IT-Sicherheit: Vom Kostenfaktor zur Wertschöpfung

Seucirty ConceptInformationstechnologie wird inzwischen ganz natürlich als Teil der unternehmerischen Wertschöpfung gesehen, eine Denkweise, die sich etabliert hat. So wird geplant und umgesetzt. IT-Sicherheit hingegen wird bei aller Einsicht in die Notwendigkeit vor allem unter dem Kostenaspekt betrachtet.
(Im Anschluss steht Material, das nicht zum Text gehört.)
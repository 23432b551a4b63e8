//! Amount type for handling rupiah values.
//!
//! This module provides the `Amount` type which wraps `Decimal` and handles parsing values that may
//! or may not include the `Rp` currency prefix and Indonesian thousands separators (dots).

use rust_decimal::prelude::{FromPrimitive, ToPrimitive};
use rust_decimal::{Decimal, RoundingStrategy};
use serde::de::Visitor;
use serde::{Deserialize, Deserializer, Serialize, Serializer};
use std::error::Error;
use std::fmt;
use std::fmt::{Debug, Display, Formatter};
use std::iter::Sum;
use std::ops::{Add, AddAssign, Neg, Sub};
use std::str::FromStr;

/// Represents an amount of rupiah.
///
/// Values are exact decimals. Rupiah are displayed without fractional digits, so the `Display`
/// implementation rounds half away from zero, e.g. `Rp 1.234.568` for `1234567.5`.
///
/// # Examples
///
/// ```
/// # use event_fund::model::Amount;
/// # use std::str::FromStr;
/// let amount = Amount::from_str("Rp 1.250.000").unwrap();
/// assert_eq!(amount, Amount::rupiah(1_250_000));
/// assert_eq!(amount.to_string(), "Rp 1.250.000");
/// ```
#[derive(Debug, Clone, Copy, PartialEq, Eq, PartialOrd, Ord, Hash, Default)]
pub struct Amount(Decimal);

impl Amount {
    pub const ZERO: Amount = Amount(Decimal::ZERO);

    /// Creates a new Amount from a Decimal value.
    pub const fn new(value: Decimal) -> Self {
        Self(value)
    }

    /// Creates a new Amount from a whole number of rupiah.
    pub fn rupiah(value: i64) -> Self {
        Self(Decimal::from(value))
    }

    /// Returns the underlying Decimal value.
    pub fn value(&self) -> Decimal {
        self.0
    }

    /// Returns true if the amount is zero.
    pub fn is_zero(&self) -> bool {
        self.0.is_zero()
    }

    /// Returns true if the amount is greater than zero.
    pub fn is_positive(&self) -> bool {
        !self.is_zero() && self.0.is_sign_positive()
    }

    /// Returns true if the amount is less than zero.
    pub fn is_negative(&self) -> bool {
        !self.is_zero() && self.0.is_sign_negative()
    }

    /// Returns `rate` times this amount, e.g. `Decimal::new(5, 2)` for five percent.
    pub fn percent(&self, rate: Decimal) -> Amount {
        Amount((self.0 * rate).normalize())
    }

    /// The amount rounded to whole rupiah, half away from zero.
    pub fn whole(&self) -> i64 {
        self.0
            .round_dp_with_strategy(0, RoundingStrategy::MidpointAwayFromZero)
            .to_i64()
            .unwrap_or_default()
    }

    /// The amount as a float, used for spreadsheet cells.
    pub fn to_f64(&self) -> f64 {
        self.0.to_f64().unwrap_or_default()
    }

    /// Formats the whole-rupiah value with dots as thousands separators and no currency prefix,
    /// e.g. `1.234.567`.
    pub fn grouped(&self) -> String {
        let whole = self.whole();
        let digits = format_num::format_num!(",.0", whole.unsigned_abs() as f64).replace(',', ".");
        if whole < 0 {
            format!("-{digits}")
        } else {
            digits
        }
    }
}

/// An error that can occur when parsing strings into `Amount` values.
pub struct AmountError(rust_decimal::Error);

impl Debug for AmountError {
    fn fmt(&self, f: &mut Formatter<'_>) -> fmt::Result {
        Debug::fmt(&self.0, f)
    }
}

impl Display for AmountError {
    fn fmt(&self, f: &mut Formatter<'_>) -> fmt::Result {
        Display::fmt(&self.0, f)
    }
}

impl std::error::Error for AmountError {
    fn source(&self) -> Option<&(dyn Error + 'static)> {
        Some(&self.0)
    }
}

impl FromStr for Amount {
    type Err = AmountError;

    /// Accepts plain numbers (`150000`, `150000.50`) as well as Indonesian formatting
    /// (`Rp 150.000`, `150.000,50`).
    fn from_str(s: &str) -> Result<Self, Self::Err> {
        let trimmed = s.trim();
        let (negative, rest) = match trimmed.strip_prefix('-') {
            Some(rest) => (true, rest.trim_start()),
            None => (false, trimmed),
        };
        let rest = rest
            .strip_prefix("Rp")
            .or_else(|| rest.strip_prefix("rp"))
            .unwrap_or(rest)
            .trim_start_matches('.')
            .trim();

        let normalized = if rest.contains(',') {
            // Indonesian decimal comma: dots can only be thousands separators.
            rest.replace('.', "").replace(',', ".")
        } else if is_dot_grouped(rest) {
            rest.replace('.', "")
        } else {
            rest.to_string()
        };

        let value = Decimal::from_str(&normalized).map_err(AmountError)?;
        Ok(Amount(if negative { -value } else { value }))
    }
}

/// True for strings like `1.500` or `12.000.000` where every dot separates a group of three.
fn is_dot_grouped(s: &str) -> bool {
    let mut groups = s.split('.');
    let first = match groups.next() {
        Some(first) => first,
        None => return false,
    };
    let mut any = false;
    for group in groups {
        if group.len() != 3 || !group.chars().all(|c| c.is_ascii_digit()) {
            return false;
        }
        any = true;
    }
    any && !first.is_empty() && first.len() <= 3 && first.chars().all(|c| c.is_ascii_digit())
}

impl Display for Amount {
    fn fmt(&self, f: &mut Formatter<'_>) -> fmt::Result {
        let grouped = self.grouped();
        match grouped.strip_prefix('-') {
            Some(digits) => write!(f, "-Rp {digits}"),
            None => write!(f, "Rp {grouped}"),
        }
    }
}

impl Serialize for Amount {
    /// Serializes as a JSON number so that numeric columns in the remote store accept it.
    fn serialize<S>(&self, serializer: S) -> Result<S::Ok, S::Error>
    where
        S: Serializer,
    {
        if self.0.fract().is_zero() {
            if let Some(whole) = self.0.to_i64() {
                return serializer.serialize_i64(whole);
            }
        }
        serializer.serialize_f64(self.to_f64())
    }
}

impl<'de> Deserialize<'de> for Amount {
    fn deserialize<D>(deserializer: D) -> Result<Self, D::Error>
    where
        D: Deserializer<'de>,
    {
        deserializer.deserialize_any(AmountVisitor)
    }
}

struct AmountVisitor;

impl Visitor<'_> for AmountVisitor {
    type Value = Amount;

    fn expecting(&self, f: &mut Formatter) -> fmt::Result {
        f.write_str("a number or a string holding a rupiah amount")
    }

    fn visit_i64<E: serde::de::Error>(self, v: i64) -> Result<Amount, E> {
        Ok(Amount::rupiah(v))
    }

    fn visit_u64<E: serde::de::Error>(self, v: u64) -> Result<Amount, E> {
        Ok(Amount(Decimal::from(v)))
    }

    fn visit_f64<E: serde::de::Error>(self, v: f64) -> Result<Amount, E> {
        Decimal::from_f64(v)
            .map(|d| Amount(d.normalize()))
            .ok_or_else(|| E::custom(format!("{v} cannot be represented as an amount")))
    }

    fn visit_str<E: serde::de::Error>(self, v: &str) -> Result<Amount, E> {
        Amount::from_str(v).map_err(E::custom)
    }
}

impl From<Decimal> for Amount {
    fn from(value: Decimal) -> Self {
        Amount::new(value)
    }
}

impl From<Amount> for Decimal {
    fn from(amount: Amount) -> Self {
        amount.value()
    }
}

impl Add for Amount {
    type Output = Amount;

    fn add(self, rhs: Amount) -> Amount {
        Amount(self.0 + rhs.0)
    }
}

impl AddAssign for Amount {
    fn add_assign(&mut self, rhs: Amount) {
        self.0 += rhs.0;
    }
}

impl Sub for Amount {
    type Output = Amount;

    fn sub(self, rhs: Amount) -> Amount {
        Amount(self.0 - rhs.0)
    }
}

impl Neg for Amount {
    type Output = Amount;

    fn neg(self) -> Amount {
        Amount(-self.0)
    }
}

impl Sum for Amount {
    fn sum<I: Iterator<Item = Amount>>(iter: I) -> Amount {
        iter.fold(Amount::ZERO, Add::add)
    }
}

impl<'a> Sum<&'a Amount> for Amount {
    fn sum<I: Iterator<Item = &'a Amount>>(iter: I) -> Amount {
        iter.copied().sum()
    }
}

#[cfg(test)]
mod tests {
    use super::*;

    #[test]
    fn test_parse_plain() {
        let amount = Amount::from_str("150000").unwrap();
        assert_eq!(amount, Amount::rupiah(150_000));
    }

    #[test]
    fn test_parse_with_prefix_and_dots() {
        let amount = Amount::from_str("Rp 1.234.567").unwrap();
        assert_eq!(amount, Amount::rupiah(1_234_567));
    }

    #[test]
    fn test_parse_decimal_point() {
        let amount = Amount::from_str("1500.5").unwrap();
        assert_eq!(amount.value(), Decimal::from_str("1500.5").unwrap());
    }

    #[test]
    fn test_parse_decimal_comma() {
        let amount = Amount::from_str("1.500,25").unwrap();
        assert_eq!(amount.value(), Decimal::from_str("1500.25").unwrap());
    }

    #[test]
    fn test_parse_negative() {
        let amount = Amount::from_str("-Rp 2.000").unwrap();
        assert_eq!(amount, Amount::rupiah(-2000));
    }

    #[test]
    fn test_parse_garbage() {
        assert!(Amount::from_str("lima ribu").is_err());
        assert!(Amount::from_str("").is_err());
    }

    #[test]
    fn test_dot_grouping_detection() {
        assert!(is_dot_grouped("1.500"));
        assert!(is_dot_grouped("12.000.000"));
        assert!(!is_dot_grouped("1500.5"));
        assert!(!is_dot_grouped("1.50"));
        assert!(!is_dot_grouped("1500"));
    }

    #[test]
    fn test_display() {
        assert_eq!(Amount::rupiah(0).to_string(), "Rp 0");
        assert_eq!(Amount::rupiah(999).to_string(), "Rp 999");
        assert_eq!(Amount::rupiah(85_000).to_string(), "Rp 85.000");
        assert_eq!(Amount::rupiah(1_234_567).to_string(), "Rp 1.234.567");
        assert_eq!(Amount::rupiah(-50_000).to_string(), "-Rp 50.000");
    }

    #[test]
    fn test_display_rounds() {
        let amount = Amount::from_str("1234.5").unwrap();
        assert_eq!(amount.to_string(), "Rp 1.235");
    }

    #[test]
    fn test_percent_is_exact() {
        let gross = Amount::rupiah(100_001);
        assert_eq!(
            gross.percent(Decimal::new(5, 2)).value(),
            Decimal::from_str("5000.05").unwrap()
        );
    }

    #[test]
    fn test_serialize_whole_as_integer() {
        let json = serde_json::to_string(&Amount::rupiah(85_000)).unwrap();
        assert_eq!(json, "85000");
    }

    #[test]
    fn test_deserialize_number_and_string() {
        let a: Amount = serde_json::from_str("85000").unwrap();
        let b: Amount = serde_json::from_str("85000.0").unwrap();
        let c: Amount = serde_json::from_str("\"Rp 85.000\"").unwrap();
        assert_eq!(a, Amount::rupiah(85_000));
        assert_eq!(b, Amount::rupiah(85_000));
        assert_eq!(c, Amount::rupiah(85_000));
    }

    #[test]
    fn test_sum() {
        let total: Amount = [Amount::rupiah(1), Amount::rupiah(2), Amount::rupiah(3)]
            .iter()
            .sum();
        assert_eq!(total, Amount::rupiah(6));
    }
}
Ein Investment noch dazu, mit dem man Risiken bestenfalls senken und Schäden minimieren, aber nicht gänzlich vermeiden kann. Alle wesentlichen Informationsströme werden über Computersysteme abgewickelt. Sie sind verantwortlich dafür, dass Staat und Gesellschaft ebenso funktionieren wie kritische Infrastrukturen. Neben der eigentlichen Sicherheit und den wirtschaftlichen Interessen geht es also um die Betriebsfähigkeit von Infrastrukturen überhaupt. Unternehmen kämpfen in aller Regel mit zweierlei: immer komplexer werdenden Netzen und sinkenden oder doch wenigstens stagnierenden Budgets sowie fehlendem Fachpersonal. Kein Wunder, dass die meisten Firmen beim Thema IT-Sicherheit vor allem an die Kosten denken und nicht an Sicherheit als Teil der unternehmerischen Wertschöpfung.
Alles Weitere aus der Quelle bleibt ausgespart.